» Action item: Every entry below is to be retyped exactly as it appears.

Records from a data collection:
//! Pipeline stages for CSV-to-PDF export.
//!
//! Each submodule implements exactly one step, so each can be tested on its
//! own and the coordinator in [`crate::export`] stays a thin sequence of
//! calls.
//!
//! ## Data Flow
//!
//! ```text
//! ingest ──▶ select ──▶ allowlist ──▶ fetch ⇄ cache ──▶ layout/render ──▶ cleanup
//!  (CSV)    (date/sort)  (classify)   (download)        (pdfium)         (purge)
//! ```
//!
//! 1. [`ingest`]    : parse the CSV into ordered records
//! 2. [`select`]    : inclusive date filter and stable sort
//! 3. [`allowlist`] : partition media URLs into eligible and rejected
//! 4. [`fetch`]     : bounded-concurrency downloads with retry; the only
//!    stage with network I/O (apart from [`fonts`])
//! 5. [`cache`]     : content-addressed files, atomic commit
//! 6. [`layout`]    : pure pagination into text and image blocks
//! 7. [`render`]    : draw the layout with pdfium in `spawn_blocking`
//! 8. [`cleanup`]   : delete this run's cache entries and total the bytes

pub mod allowlist;
pub mod cache;
pub mod cleanup;
pub mod fetch;
pub mod fonts;
pub mod ingest;
pub mod layout;
pub mod render;
pub mod select;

» Expected answer:
//! Pipeline stages for CSV-to-PDF export.
//!
//! Each submodule implements exactly one step, so each can be tested on its
//! own and the coordinator in [`crate::export`] stays a thin sequence of
//! calls.
//!
//! ## Data Flow
//!
//! ```text
//! ingest ──▶ select ──▶ allowlist ──▶ fetch ⇄ cache ──▶ layout/render ──▶ cleanup
//!  (CSV)    (date/sort)  (classify)   (download)        (pdfium)         (purge)
//! ```
//!
//! 1. [`ingest`]    : parse the CSV into ordered records
//! 2. [`select`]    : inclusive date filter and stable sort
//! 3. [`allowlist`] : partition media URLs into eligible and rejected
//! 4. [`fetch`]     : bounded-concurrency downloads with retry; the only
//!    stage with network I/O (apart from [`fonts`])
//! 5. [`cache`]     : content-addressed files, atomic commit
//! 6. [`layout`]    : pure pagination into text and image blocks
//! 7. [`render`]    : draw the layout with pdfium in `spawn_blocking`
//! 8. [`cleanup`]   : delete this run's cache entries and total the bytes

pub mod allowlist;
pub mod cache;
pub mod cleanup;
pub mod fetch;
pub mod fonts;
pub mod ingest;
pub mod layout;
pub mod render;
pub mod select;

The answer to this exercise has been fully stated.